_GIVEN ENTRIES_:
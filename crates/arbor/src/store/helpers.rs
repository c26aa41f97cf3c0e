//! Row conversion and parsing helpers.
//!
//! Also provides SQL column list constants so every query selects columns in
//! the order the `row_to_*` functions expect.

use chrono::{DateTime, SecondsFormat, Utc};
use rusqlite::Row;
use rusqlite::types::Type;

use crate::domain::{Edge, Task, TaskId, TaskStatus};

/// SQL column list for the tasks table.
///
/// Use with [`row_to_task`].
pub(crate) const TASK_COLUMNS: &str =
    "id, parent_id, title, status, priority, depth, is_leaf, created_at, updated_at";

/// SQL column list for the `task_edges` table.
///
/// Use with [`row_to_edge`].
pub(crate) const EDGE_COLUMNS: &str = "from_id, to_id, created_at";

fn conversion_error(column: usize, ty: Type, message: String) -> rusqlite::Error {
    rusqlite::Error::FromSqlConversionFailure(column, ty, message.into())
}

/// Parses a status string from the database.
///
/// Returns an error for unrecognized values, indicating a corrupted or newer
/// database.
pub(crate) fn parse_status(column: usize, s: &str) -> rusqlite::Result<TaskStatus> {
    s.parse().map_err(|_| {
        conversion_error(
            column,
            Type::Text,
            format!("unknown status '{s}' in database"),
        )
    })
}

/// Parses an RFC 3339 timestamp from the database.
pub(crate) fn parse_timestamp(column: usize, s: &str) -> rusqlite::Result<DateTime<Utc>> {
    DateTime::parse_from_rfc3339(s)
        .map(|t| t.with_timezone(&Utc))
        .map_err(|e| conversion_error(column, Type::Text, format!("bad timestamp '{s}': {e}")))
}

/// Reads a non-null id column.
pub(crate) fn id_at(row: &Row<'_>, column: usize) -> rusqlite::Result<TaskId> {
    let raw: i64 = row.get(column)?;
    TaskId::new(raw)
        .ok_or_else(|| conversion_error(column, Type::Integer, format!("non-positive id {raw}")))
}

/// Reads a nullable id column.
pub(crate) fn optional_id_at(row: &Row<'_>, column: usize) -> rusqlite::Result<Option<TaskId>> {
    let raw: Option<i64> = row.get(column)?;
    raw.map(|raw| {
        TaskId::new(raw).ok_or_else(|| {
            conversion_error(column, Type::Integer, format!("non-positive id {raw}"))
        })
    })
    .transpose()
}

/// Converts a row selected with [`TASK_COLUMNS`].
pub(crate) fn row_to_task(row: &Row<'_>) -> rusqlite::Result<Task> {
    let status: String = row.get(3)?;
    let created_at: String = row.get(7)?;
    let updated_at: String = row.get(8)?;
    Ok(Task {
        id: id_at(row, 0)?,
        parent: optional_id_at(row, 1)?,
        title: row.get(2)?,
        status: parse_status(3, &status)?,
        priority: row.get(4)?,
        depth: row.get(5)?,
        is_leaf: row.get(6)?,
        created_at: parse_timestamp(7, &created_at)?,
        updated_at: parse_timestamp(8, &updated_at)?,
    })
}

/// Converts a row selected with [`EDGE_COLUMNS`].
pub(crate) fn row_to_edge(row: &Row<'_>) -> rusqlite::Result<Edge> {
    let created_at: String = row.get(2)?;
    Ok(Edge {
        from: id_at(row, 0)?,
        to: id_at(row, 1)?,
        created_at: parse_timestamp(2, &created_at)?,
    })
}

/// Current time in the stored text format.
pub(crate) fn now_text() -> String {
    Utc::now().to_rfc3339_opts(SecondsFormat::Millis, true)
}
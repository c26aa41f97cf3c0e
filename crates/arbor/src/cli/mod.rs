//! CLI command implementations.

mod output;

pub mod edge;
pub mod init;
pub mod reconcile;
pub mod report;
pub mod task;
pub mod traverse;

pub use output::OutputMode;

use std::path::Path;

use anyhow::{Context, Result};
use arbor::Engine;

/// Opens the project containing `dir`.
fn open(dir: &Path) -> Result<Engine> {
    Engine::discover(dir).with_context(|| format!("cannot open project at '{}'", dir.display()))
}
impl Traversal {
    /// Creates a traversal.
    #[must_use]
    pub fn new(
        engine: Arc<Engine>,
        executor: Arc<dyn Executor>,
        context: Arc<TraversalContext>,
    ) -> Self {
        Self {
            engine,
            executor,
            context,
            parallelism: None,
        }
    }

    /// Overrides the configured `parallelism` (at least 1).
    #[must_use]
    pub fn with_parallelism(mut self, parallelism: usize) -> Self {
        self.parallelism = Some(parallelism.max(1));
        self
    }

    /// Shared progress and cancellation state.
    #[must_use]
    pub fn context(&self) -> &Arc<TraversalContext> {
        &self.context
    }

    /// Plans every plannable task, including children created by splits,
    /// until none is left. Each task is attempted once.
    ///
    /// # Errors
    ///
    /// Returns an error if the store cannot be read; tasks already with the
    /// delegate are still recorded first.
    pub async fn plan_pending(&self) -> Result<TraversalReport> {
        let batch = self.engine.begin_batch();
        let result = self.plan_pass().await.map(|_| ());
        drop(batch);
        self.finish(result, 1)
    }

    /// Runs executable tasks, including those unblocked along the way,
    /// until none is left.
    ///
    /// # Errors
    ///
    /// Returns an error if the store cannot be read; tasks already with the
    /// delegate are still recorded first.
    pub async fn run_ready(&self) -> Result<TraversalReport> {
        let batch = self.engine.begin_batch();
        let result = self.run_pass().await;
        drop(batch);
        self.finish(result, 0)
    }

    /// Plans in rounds (at most `max-plan-rounds`, stopping early when a
    /// round finds nothing to plan), then runs.
    ///
    /// # Errors
    ///
    /// As [`Traversal::plan_pending`] and [`Traversal::run_ready`].
    pub async fn cycle(&self) -> Result<TraversalReport> {
        let max_rounds = self.engine.config().max_plan_rounds;
        let batch = self.engine.begin_batch();
        let mut rounds = 0;

        let result = async {
            while rounds < max_rounds && !self.context.is_cancelled() {
                rounds += 1;
                let attempted = self.plan_pass().await?;
                debug!(round = rounds, attempted, "planning round finished");
                if attempted == 0 {
                    break;
                }
            }
            if !self.context.is_cancelled() {
                self.run_pass().await?;
            }
            Ok(())
        }
        .await;

        drop(batch);
        self.finish(result, rounds)
    }

    fn finish(&self, result: Result<()>, plan_rounds: u32) -> Result<TraversalReport> {
        let status = self.context.status();
        self.engine.commit_documents(&format!(
            "{}: {} succeeded, {} failed",
            status.kind, status.completed, status.failed
        ));
        result?;

        info!(
            kind = %status.kind,
            completed = status.completed,
            failed = status.failed,
            cancelled = status.cancelled,
            "traversal finished"
        );
        Ok(TraversalReport {
            kind: status.kind,
            completed: status.completed,
            failed: status.failed,
            cancelled: status.cancelled,
            plan_rounds,
        })
    }

    fn parallelism(&self) -> usize {
        self.parallelism
            .unwrap_or(self.engine.config().parallelism)
            .max(1)
    }

    fn spawn(&self, set: &mut JoinSet<Job>, request: ExecutionRequest) {
        let id = request.task_id;
        let executor = Arc::clone(&self.executor);
        self.context.begin(id);
        set.spawn(async move {
            // A panicking delegate must still produce a result for its task.
            let inner = tokio::spawn(async move { executor.execute(&request).await });
            let result = match inner.await {
                Ok(result) => result,
                Err(e) => Err(Error::Execution(format!("delegate task aborted: {e}"))),
            };
            (id, result)
        });
    }

    // === Planning ===

    /// Returns the number of tasks handed to the delegate.
    async fn plan_pass(&self) -> Result<usize> {
        info!(parallelism = self.parallelism(), "planning pending tasks");
        let mut attempted = HashSet::new();
        let mut set = JoinSet::new();
        let mut failure = None;

        loop {
            while failure.is_none() && !self.context.is_cancelled() && set.len() < self.parallelism()
            {
                let task = match self.next_plannable(&attempted) {
                    Ok(Some(task)) => task,
                    Ok(None) => break,
                    Err(e) => {
                        failure = Some(e);
                        break;
                    }
                };
                attempted.insert(task.id);
                match self.request_for(&task, ExecutionMode::Plan) {
                    Ok(request) => self.spawn(&mut set, request),
                    Err(e) => self.fail_plan(task.id, &format!("cannot prepare task: {e}")),
                }
            }

            let Some(joined) = set.join_next().await else {
                break;
            };
            self.reap_plan(joined);
        }

        failure.map_or(Ok(attempted.len()), Err)
    }

    fn next_plannable(&self, attempted: &HashSet<TaskId>) -> Result<Option<Task>> {
        let scheduler = self.engine.scheduler()?;
        Ok(scheduler
            .plannable()
            .into_iter()
            .find(|t| !attempted.contains(&t.id) && !self.context.is_in_flight(t.id))
            .cloned())
    }

    fn reap_plan(&self, joined: std::result::Result<Job, JoinError>) {
        let (id, outcome) = match joined {
            Ok(job) => job,
            Err(e) => {
                error!(error = %e, "planning worker failed");
                return;
            }
        };

        let applied = match outcome {
            Ok(outcome) if outcome.success => self.apply_plan(id, &outcome.output),
            Ok(outcome) => Err(Error::Execution(outcome.output)),
            Err(e) => Err(e),
        };
        match applied {
            Ok(()) => {
                info!(task_id = %id, "task planned");
                self.context.finish(id, true);
            }
            Err(e) => self.fail_plan(id, &e.to_string()),
        }
    }

    fn apply_plan(&self, id: TaskId, output: &str) -> Result<()> {
        let task = self.engine.get_task(id)?;
        match parse_plan_output(output) {
            Some(PlanReply::Planned(plan)) => {
                self.engine.attach_plan(id, &plan)?;
            }
            Some(PlanReply::Split(children)) => {
                let max_depth = self.engine.config().max_depth;
                if task.depth >= max_depth {
                    return Err(Error::Validation(format!(
                        "task #{id} is at max depth {max_depth} and cannot be split"
                    )));
                }
                let total = children.len();
                for (added, child) in children.into_iter().enumerate() {
                    if let Err(e) = self.add_child(&task, child) {
                        if added == 0 {
                            return Err(e);
                        }
                        return Err(Error::Execution(format!(
                            "split incomplete: added {added} of {total} children, then: {e}"
                        )));
                    }
                }
            }
            None => {
                return Err(Error::Validation(
                    "planning reply has no usable [SPLIT] or [PLANNED] section".into(),
                ));
            }
        }
        Ok(())
    }

    fn add_child(&self, parent: &Task, child: ChildSpec) -> Result<()> {
        if let Some(child_id) = child.id
            && let Some(existing) = self.engine.store().get_task(child_id)?
            && existing.parent == Some(parent.id)
        {
            debug!(task_id = %child_id, parent = %parent.id, "child already exists");
            return Ok(());
        }

        let created = self.engine.create_task(
            NewTask::new(child.title)
                .with_parent(parent.id)
                .with_body(child.requirement),
        )?;
        debug!(task_id = %created.id, parent = %parent.id, "created child from split");
        Ok(())
    }

    fn fail_plan(&self, id: TaskId, message: &str) {
        match self.engine.get_task(id) {
            Ok(task) if task.status == TaskStatus::Split => {
                warn!(
                    task_id = %id,
                    error = message,
                    "split incomplete; task keeps the children added so far"
                );
            }
            _ => warn!(task_id = %id, error = message, "planning failed; task stays todo"),
        }
        if let Err(e) = self.engine.record_error(id, message) {
            error!(task_id = %id, error = %e, "could not record planning error");
        }
        self.context.finish(id, false);
    }

    // === Running ===

    async fn run_pass(&self) -> Result<()> {
        info!(parallelism = self.parallelism(), "running executable tasks");
        let mut skipped = HashSet::new();
        let mut set = JoinSet::new();
        let mut failure = None;

        loop {
            while failure.is_none() && !self.context.is_cancelled() && set.len() < self.parallelism()
            {
                let task = match self.claim_runnable(&mut skipped) {
                    Ok(Some(task)) => task,
                    Ok(None) => break,
                    Err(e) => {
                        failure = Some(e);
                        break;
                    }
                };
                match self.request_for(&task, ExecutionMode::Run) {
                    Ok(request) => self.spawn(&mut set, request),
                    Err(e) => {
                        self.context.begin(task.id);
                        self.finish_run(task.id, false, &format!("cannot prepare task: {e}"));
                    }
                }
            }

            let Some(joined) = set.join_next().await else {
                break;
            };
            match joined {
                Ok((id, Ok(outcome))) => self.finish_run(id, outcome.success, &outcome.output),
                Ok((id, Err(e))) => self.finish_run(id, false, &e.to_string()),
                Err(e) => error!(error = %e, "run worker failed"),
            }
        }

        failure.map_or(Ok(()), Err)
    }

    /// Moves the lowest-id executable task to `in_progress`.
    fn claim_runnable(&self, skipped: &mut HashSet<TaskId>) -> Result<Option<Task>> {
        let scheduler = self.engine.scheduler()?;
        for task in scheduler.executable() {
            if skipped.contains(&task.id) || self.context.is_in_flight(task.id) {
                continue;
            }
            match self.engine.set_status(task.id, TaskStatus::InProgress) {
                Ok(task) => return Ok(Some(task)),
                Err(Error::InvalidTransition { .. }) => {
                    debug!(task_id = %task.id, "task claimed elsewhere");
                }
                Err(e @ (Error::Store(_) | Error::Internal(_))) => return Err(e),
                Err(e) => {
                    warn!(task_id = %task.id, error = %e, "cannot start task; skipping");
                    skipped.insert(task.id);
                }
            }
        }
        Ok(None)
    }

    fn finish_run(&self, id: TaskId, success: bool, output: &str) {
        match self.engine.record_outcome(id, success, output) {
            Ok(task) => info!(task_id = %id, status = %task.status, "task finished"),
            Err(e) => error!(task_id = %id, error = %e, "could not record outcome"),
        }
        self.context.finish(id, success);
    }

    // === Requests ===

    fn request_for(&self, task: &Task, mode: ExecutionMode) -> Result<ExecutionRequest> {
        let detail = self.engine.task_detail(task.id)?;
        let docs = self.engine.documents();

        let related = self
            .engine
            .related(task.id)?
            .into_iter()
            .map(|r| {
                let text = match mode {
                    ExecutionMode::Plan => docs.load(r.task.id).map(|d| d.body).unwrap_or_default(),
                    ExecutionMode::Run => docs
                        .read_sibling(r.task.id, Sibling::Plan)
                        .ok()
                        .flatten()
                        .unwrap_or_default(),
                };
                RelatedSummary {
                    id: r.task.id,
                    title: r.task.title,
                    relation: r.relation,
                    text,
                }
            })
            .collect();

        Ok(ExecutionRequest {
            task_id: task.id,
            mode,
            title: task.title.clone(),
            requirement: detail.body,
            plan: detail.plan,
            related,
            context_map: self.engine.context_map()?,
            at_max_depth: task.depth >= self.engine.config().max_depth,
        })
    }
}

_PROBLEM TO WORK ON_:
Extract every line from the records above that contains the word "worker".

_SOLUTION FOR THIS EXERCISE_:
                error!(error = %e, "planning worker failed");
                Err(e) => error!(error = %e, "run worker failed"),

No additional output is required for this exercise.